There were a large number of public responses received on
that RFI. I reviewed those responses in a series
of blog posts last year. I did not note any real substantial responses to
the concentration rule questions in those responses.
New OSHA PSM
Interpretation
According to the OSHA web site, OSHA has essentially adopted
the EPA concentration rule:
“In determining whether a process
involves a chemical (whether pure or in a mixture) at or above the specified
threshold quantities listed in Appendix A, the employer shall calculate:
(a) the total weight of any
chemical in the process at a concentration that meets or exceeds the
concentration listed for that chemical in Appendix A, and
(b) with respect to chemicals for
which no concentration is specified in Appendix A, the total weight of the
chemical in the process at a concentration of one percent or greater.
However, the employer need not include the weight of such chemicals in
any portion of the process in which the partial pressure of the chemical in the
vapor space under handling or storage conditions is less than 10 millimeters of
mercury (mm Hg). The employer shall document this partial pressure
determination.
OSHA has also clarified that in determining the TQ only the
weight of the actual listed chemical will be considered.
Commentary
In many ways I really think that the new OSHA interpretation
makes a lot of sense. Aligning the concentration rule with the EPA’s RMP
program will, in the long run, eliminate a lot of confusion that exists between
the two programs.
I am not sure, however, that either program can really
justify that they identify hazardous mixtures that could harm either facility
employees (the goal of the PSM program) or facility neighbors (the goal of the
RMP program) if they were released from the process.

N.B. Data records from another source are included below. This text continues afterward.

//! Locally synthesised assessment used when no narrative provider answers

use chrono::NaiveDate;

use crate::layout::sort_by_severity;
use crate::models::{Device, RiskTier};

/// Every locally generated report starts with this tag
pub const FALLBACK_PREAMBLE: &str = "[NET-SENTINEL AI DIAGNOSTIC";

const GENERIC_REMEDIATION: &str = "Patch service immediately.";

/// Deterministic report for `device`, stamped with `date`.
pub fn fallback_report(device: &Device, date: NaiveDate) -> String {
    let mut text = format!("{} - {}]\n", FALLBACK_PREAMBLE, date.format("%Y-%m-%d"));
    text.push_str(&format!("TARGET: {} ({})\n", device.address, device.category));
    text.push_str(&format!(
        "OS KERNEL: {}\n\n",
        device.platform.as_deref().unwrap_or("Unknown")
    ));

    let Some(top) = sort_by_severity(&device.vulnerabilities).into_iter().next() else {
        text.push_str("STATUS: SYSTEM SECURE\n");
        text.push_str("No active vulnerability vectors detected in current scan depth.\n\n");
        text.push_str("RECOMMENDATION:\n- Maintain firewall rules.\n- Continue periodic deep scans.");
        return text;
    };

    text.push_str(&format!(
        "!! {} RISK VULNERABILITY DETECTED !!\n",
        top.risk_tier.label()
    ));
    text.push_str(&format!("VECTOR: Port {} / {}\n", top.port, top.service));
    text.push_str(&format!("THREAT ASSESSMENT: {}\n\n", top.description));

    let immediate = top
        .remediation
        .as_deref()
        .filter(|r| !r.trim().is_empty())
        .unwrap_or(GENERIC_REMEDIATION);
    text.push_str("AI REMEDIATION STRATEGY:\n");
    text.push_str(&format!("1. IMMEDIATE: {}\n", immediate));
    text.push_str(&format!(
        "2. CONFIGURATION: Implement strict ACLs for port {}.\n",
        top.port
    ));
    text.push_str("3. LONG-TERM: Schedule automated patch management cycle.\n");

    if top.risk_tier == RiskTier::High {
        text.push_str(
            "\nWARNING: High risk vector requires urgent attention to prevent remote code execution.",
        );
    }

    text
}

#[cfg(test)]
mod tests {
    use super::*;
    use crate::models::Vulnerability;

    fn date() -> NaiveDate {
        NaiveDate::from_ymd_opt(2026, 10, 18).expect("valid date")
    }

    #[test]
    fn secure_device_gets_secure_report() {
        let device = Device::new("192.168.1.100", "Workstation").with_platform("Windows 10");
        let report = fallback_report(&device, date());
        assert!(report.starts_with("[NET-SENTINEL AI DIAGNOSTIC - 2026-10-18]\n"));
        assert!(report.contains("OS KERNEL: Windows 10"));
        assert!(report.contains("STATUS: SYSTEM SECURE"));
        assert!(!report.contains("VECTOR"));
    }

    #[test]
    fn highest_tier_wins_and_ties_keep_input_order() {
        let device = Device::new("192.168.1.15", "Linux Server")
            .with_vulnerability(Vulnerability::new(22, "SSH", RiskTier::Low, "OpenSSH"))
            .with_vulnerability(
                Vulnerability::new(3306, "MySQL", RiskTier::High, "root access")
                    .with_remediation("Bind to localhost only."),
            )
            .with_vulnerability(Vulnerability::new(23, "Telnet", RiskTier::High, "cleartext"));

        let report = fallback_report(&device, date());
        assert!(report.contains("VECTOR: Port 3306 / MySQL"));
        assert!(report.contains("1. IMMEDIATE: Bind to localhost only."));
        assert!(report.contains("ACLs for port 3306"));
        assert!(report.ends_with("prevent remote code execution."));
    }

    #[test]
    fn medium_top_finding_has_no_urgent_warning_and_generic_fix() {
        let device = Device::new("10.0.0.8", "Web Server")
            .with_vulnerability(Vulnerability::new(80, "HTTP", RiskTier::Medium, "Unencrypted"));
        let report = fallback_report(&device, date());
        assert!(report.contains("1. IMMEDIATE: Patch service immediately."));
        assert!(report.contains("OS KERNEL: Unknown"));
        assert!(!report.contains("WARNING"));
    }

    #[test]
    fn report_is_deterministic_for_fixed_date() {
        let device = Device::new("10.0.0.8", "Web Server")
            .with_vulnerability(Vulnerability::new(80, "HTTP", RiskTier::Medium, "Unencrypted"));
        assert_eq!(fallback_report(&device, date()), fallback_report(&device, date()));
    }
}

Short of actually
measuring the hazard (relatively easy for flammable hazards, very complicated
and expensive for toxic hazards and somewhere in between for corrosive hazards)

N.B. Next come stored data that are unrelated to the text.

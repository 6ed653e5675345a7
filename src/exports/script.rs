//! Remediation shell-script generation
//!
//! Pure template over the finding's port. Same finding in, same bytes out.

use serde::Serialize;

use crate::models::Vulnerability;

#[derive(Debug, Clone, PartialEq, Eq, Serialize)]
pub struct RemediationScript {
    pub file_name: String,
    pub content: String,
}

/// Hardening steps for well-known ports; `None` means the generic deny rule.
fn port_playbook(port: u16) -> Option<(&'static str, &'static [&'static str])> {
    let playbook: (&'static str, &'static [&'static str]) = match port {
        21 => (
            "Disable FTP",
            &[
                "sudo systemctl stop vsftpd",
                "sudo systemctl disable vsftpd",
                "sudo ufw deny 21/tcp",
            ],
        ),
        22 => (
            "Hardening SSH",
            &[
                "sudo sed -i 's/#PermitRootLogin prohibit-password/PermitRootLogin no/' /etc/ssh/sshd_config",
                "sudo systemctl restart ssh",
            ],
        ),
        23 => (
            "Disable Telnet",
            &[
                "sudo systemctl stop telnet.socket",
                "sudo systemctl disable telnet.socket",
                "sudo ufw deny 23/tcp",
                "echo \"Use SSH for remote administration\"",
            ],
        ),
        80 => (
            "Secure HTTP",
            &[
                "sudo ufw allow 443/tcp",
                "sudo ufw delete allow 80/tcp",
                "echo \"Please install Certbot: sudo apt install certbot\"",
            ],
        ),
        445 => (
            "Restrict SMB",
            &[
                "sudo ufw deny 445/tcp",
                "echo \"Disable SMBv1 on Windows hosts: Set-SmbServerConfiguration -EnableSMB1Protocol $false\"",
            ],
        ),
        3306 => (
            "Bind MySQL to localhost",
            &[
                "sudo sed -i 's/^bind-address.*/bind-address = 127.0.0.1/' /etc/mysql/mysql.conf.d/mysqld.cnf",
                "sudo systemctl restart mysql",
                "sudo ufw deny 3306/tcp",
            ],
        ),
        3389 => (
            "Restrict RDP",
            &[
                "sudo ufw deny 3389/tcp",
                "echo \"Expose RDP only through a VPN or gateway\"",
            ],
        ),
        _ => return None,
    };
    Some(playbook)
}

/// Build the remediation script for one finding.
pub fn generate_script(vulnerability: &Vulnerability) -> RemediationScript {
    let port = vulnerability.port;
    let mut content = format!(
        "#!/bin/bash\n# Net-Sentinel Auto-Remediation Script\n# Target Port: {} ({})\n\n",
        port, vulnerability.service
    );
    content.push_str(&format!(
        "echo \"Starting security patch for Port {}...\"\n",
        port
    ));

    match port_playbook(port) {
        Some((heading, commands)) => {
            content.push_str(&format!("\n# {}\n", heading));
            for command in commands {
                content.push_str(command);
                content.push('\n');
            }
        }
        None => {
            content.push_str(&format!("\n# General Firewall Rule\nsudo ufw deny {}\n", port));
        }
    }

    content.push_str("\necho \"Remediation steps applied. Verify connectivity.\"\n");

    RemediationScript {
        file_name: format!("fix_port_{}.sh", port),
        content,
    }
}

I suppose that this is a reasonable method of estimating process hazards.
Process owners should, in my opinion, be given an option to prove that the
concentration in their process is safe as a method to opt out of either the PSM
or RMP programs.
I am very concerned, however, that a major change has been
made to a major regulatory program without adequately involving the regulated
and affected communities involved in the change. I understand that there has
not actually been a change in the wording of §1910.119. Technically this may mean that there has
not been a change to the regulation that needed to go through the publish and
comment process. But there has been a significant change made to the regulatory
process.
I suspect that there are a very large number of chemical
processes that were not ‘covered’ under the old MCGC interpretation that now
will be covered under the 1% interpretation. Bringing these process may (or may
not) be a process safety improvement (probably will be in most cases in my
opinion), but it is certainly a major increases in regulatory coverage; an
increase made by administrative fiat.
There has certainly been no attempt by OSHA to estimate the
cost of this change or justify that cost by estimates of safety improvement. In
my not so humble opinion, until that risk benefit calculation is publicly made,
OSHA cannot go through with this program change.